On 2024-05-19 05:12, Andreas Tille wrote:
While I could talk about Debian Science and Debian Med in general it
would be cool to reference to some real life examples where Debian is
used in Science and what might be the reason to use Debian.

I personally would like to stress the "we package what we use" aspect
and the "we mentor upstream to merge competence of the program with
packaging skills" idea.  Any input would be welcome to cover more ideas.

It is perhaps not quite what you're asking for, but Debian has had a positive effect on the ROCm compute stack used on AMD GPU-based systems such as the Frontier and LUMI supercomputers. These systems are not running on Debian, but their compute stack has nevertheless benefited from feedback provided by Debian packagers.

The high standards of the Debian project have helped to identify numerous issues that were resolved upstream to the benefit of users of all Linux distributions. For example, the symbol tracking done by Debian packagers revealed that there were many weak symbols in the ROCm math libraries that were not being hidden as intended. Library authors did not expect the symbols for GPU kernels to be visible, so they were therefore not being namespaced, which made it a problem when the symbols appeared in the public ABI. This was fixed upstream due to feedback from Debian packagers.

Another example would be the copyright review for the rocBLAS library, which discovered a number of kernels that did not include source code.
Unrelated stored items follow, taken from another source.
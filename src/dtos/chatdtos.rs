use serde::{Deserialize, Serialize};
use uuid::Uuid;
use validator::Validate;

#[derive(Validate, Debug, Clone, Serialize, Deserialize)]
pub struct CreateConversationDto {
    pub participant_id: Uuid,
    pub project_id: Option<Uuid>,
}

#[derive(Validate, Debug, Clone, Serialize, Deserialize)]
pub struct SendMessageDto {
    #[validate(length(min = 1, max = 5000, message = "Message must be between 1-5000 characters"))]
    pub content: String,
}

#[derive(Validate, Debug, Default, Clone, Serialize, Deserialize)]
pub struct MessageQueryDto {
    #[validate(range(min = 1, max = 100))]
    pub limit: Option<i64>,
    #[validate(range(min = 0))]
    pub offset: Option<i64>,
}

impl MessageQueryDto {
    pub fn limit(&self) -> i64 {
        self.limit.unwrap_or(50)
    }

    pub fn offset(&self) -> i64 {
        self.offset.unwrap_or(0)
    }
}

#[derive(Debug, Default, Deserialize)]
pub struct SocketQuery {
    pub token: Option<String>,
}

#[derive(Debug, Default, Deserialize)]
pub struct NotificationQueryDto {
    #[serde(default)]
    pub unread_only: bool,
    pub limit: Option<i64>,
    pub offset: Option<i64>,
}
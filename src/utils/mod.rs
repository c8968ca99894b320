pub mod currency;
pub mod password;
pub mod sanitize;
pub mod token;
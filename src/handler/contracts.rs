use std::sync::Arc;

use axum::{
    extract::Path,
    http::StatusCode,
    response::IntoResponse,
    routing::{get, post, put},
    Extension, Json, Router,
};
use uuid::Uuid;
use validator::Validate;

use crate::{
    db::contractdb::ContractExt,
    dtos::{
        contractdtos::{RejectMilestoneDto, ReplaceMilestonesDto, SubmitMilestoneDto},
        validation_error, ApiResponse,
    },
    error::HttpError,
    handler::{disputes::create_dispute, reviews::create_review},
    middleware::JWTAuthMiddeware,
    AppState,
};

pub fn contracts_handler() -> Router {
    Router::new()
        .route("/", get(get_my_contracts))
        .route("/:contract_id", get(get_contract))
        .route("/:contract_id/sign", put(sign_contract))
        .route("/:contract_id/cancel", put(cancel_contract))
        .route("/:contract_id/milestones", put(replace_milestones))
        .route(
            "/:contract_id/milestones/:milestone_id/start",
            put(start_milestone),
        )
        .route(
            "/:contract_id/milestones/:milestone_id/submit",
            put(submit_milestone),
        )
        .route(
            "/:contract_id/milestones/:milestone_id/approve",
            put(approve_milestone),
        )
        .route(
            "/:contract_id/milestones/:milestone_id/reject",
            put(reject_milestone),
        )
        .route(
            "/:contract_id/milestones/:milestone_id/fund",
            post(fund_milestone),
        )
        .route("/:contract_id/disputes", post(create_dispute))
        .route("/:contract_id/reviews", post(create_review))
}

pub async fn get_my_contracts(
    Extension(app_state): Extension<Arc<AppState>>,
    Extension(user): Extension<JWTAuthMiddeware>,
) -> Result<impl IntoResponse, HttpError> {
    let contracts = app_state
        .db_client
        .get_user_contracts(user.user.id)
        .await
        .map_err(|e| HttpError::server_error(e.to_string()))?;

    Ok(Json(ApiResponse::success("Contracts retrieved", contracts)))
}

pub async fn get_contract(
    Extension(app_state): Extension<Arc<AppState>>,
    Extension(user): Extension<JWTAuthMiddeware>,
    Path(contract_id): Path<Uuid>,
) -> Result<impl IntoResponse, HttpError> {
    let contract = app_state
        .contract_service
        .get_contract(contract_id, &user.user)
        .await?;

    Ok(Json(ApiResponse::success("Contract retrieved", contract)))
}

pub async fn sign_contract(
    Extension(app_state): Extension<Arc<AppState>>,
    Extension(user): Extension<JWTAuthMiddeware>,
    Path(contract_id): Path<Uuid>,
) -> Result<impl IntoResponse, HttpError> {
    let contract = app_state
        .contract_service
        .sign_contract(contract_id, user.user.id)
        .await?;

    Ok(Json(ApiResponse::success("Contract signed", contract)))
}

pub async fn cancel_contract(
    Extension(app_state): Extension<Arc<AppState>>,
    Extension(user): Extension<JWTAuthMiddeware>,
    Path(contract_id): Path<Uuid>,
) -> Result<impl IntoResponse, HttpError> {
    let contract = app_state
        .contract_service
        .cancel_contract(contract_id, user.user.id)
        .await?;

    Ok(Json(ApiResponse::success("Contract cancelled", contract)))
}

pub async fn replace_milestones(
    Extension(app_state): Extension<Arc<AppState>>,
    Extension(user): Extension<JWTAuthMiddeware>,
    Path(contract_id): Path<Uuid>,
    Json(body): Json<ReplaceMilestonesDto>,
) -> Result<impl IntoResponse, HttpError> {
    body.validate().map_err(validation_error)?;
    let milestones = body.into_milestones().map_err(HttpError::bad_request)?;

    let contract = app_state
        .contract_service
        .replace_milestones(contract_id, user.user.id, milestones)
        .await?;

    Ok(Json(ApiResponse::success(
        "Milestones updated; both parties must sign again",
        contract,
    )))
}

pub async fn start_milestone(
    Extension(app_state): Extension<Arc<AppState>>,
    Extension(user): Extension<JWTAuthMiddeware>,
    Path((contract_id, milestone_id)): Path<(Uuid, Uuid)>,
) -> Result<impl IntoResponse, HttpError> {
    let milestone = app_state
        .contract_service
        .start_milestone(contract_id, milestone_id, user.user.id)
        .await?;

    Ok(Json(ApiResponse::success("Milestone started", milestone)))
}

pub async fn submit_milestone(
    Extension(app_state): Extension<Arc<AppState>>,
    Extension(user): Extension<JWTAuthMiddeware>,
    Path((contract_id, milestone_id)): Path<(Uuid, Uuid)>,
    Json(body): Json<SubmitMilestoneDto>,
) -> Result<impl IntoResponse, HttpError> {
    body.validate().map_err(validation_error)?;

    let milestone = app_state
        .contract_service
        .submit_milestone(contract_id, milestone_id, user.user.id, body.note)
        .await?;

    Ok(Json(ApiResponse::success(
        "Milestone submitted for review",
        milestone,
    )))
}

pub async fn approve_milestone(
    Extension(app_state): Extension<Arc<AppState>>,
    Extension(user): Extension<JWTAuthMiddeware>,
    Path((contract_id, milestone_id)): Path<(Uuid, Uuid)>,
) -> Result<impl IntoResponse, HttpError> {
    let approval = app_state
        .contract_service
        .approve_milestone(contract_id, milestone_id, user.user.id)
        .await?;

    let message = match (&approval.payment, &approval.release_error) {
        (Some(_), _) => "Milestone approved and paid out",
        (None, Some(_)) => "Milestone approved; payout will be retried",
        (None, None) => "Milestone approved",
    };

    Ok(Json(ApiResponse::success(message, approval)))
}

pub async fn reject_milestone(
    Extension(app_state): Extension<Arc<AppState>>,
    Extension(user): Extension<JWTAuthMiddeware>,
    Path((contract_id, milestone_id)): Path<(Uuid, Uuid)>,
    Json(body): Json<RejectMilestoneDto>,
) -> Result<impl IntoResponse, HttpError> {
    body.validate().map_err(validation_error)?;

    let milestone = app_state
        .contract_service
        .reject_milestone(contract_id, milestone_id, user.user.id, body.reason)
        .await?;

    Ok(Json(ApiResponse::success(
        "Milestone sent back for changes",
        milestone,
    )))
}

pub async fn fund_milestone(
    Extension(app_state): Extension<Arc<AppState>>,
    Extension(user): Extension<JWTAuthMiddeware>,
    Path((contract_id, milestone_id)): Path<(Uuid, Uuid)>,
) -> Result<impl IntoResponse, HttpError> {
    let funding = app_state
        .contract_service
        .fund_milestone(contract_id, milestone_id, user.user.id)
        .await?;

    Ok((
        StatusCode::CREATED,
        Json(ApiResponse::success(
            "Payment initiated; confirm it to place the funds in escrow",
            funding,
        )),
    ))
}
While the library was intended by upstream to be fully open-source, the authors used a few kernels written in a proprietary shader language and built with a proprietary toolchain. The disassembles of these kernels were then released under the Expat license. To the authors, this seemed reasonable, as the library contained many hand-written assembly kernels anyway. While other operating systems had packaged rocBLAS before Debian, it was the Debian reviewers who flagged these kernels as violating the DFSG and brought the issue to upstream. The closed-source kernels were removed from the library upstream after enhancing the Tensile kernel generator to prevent performance regressions.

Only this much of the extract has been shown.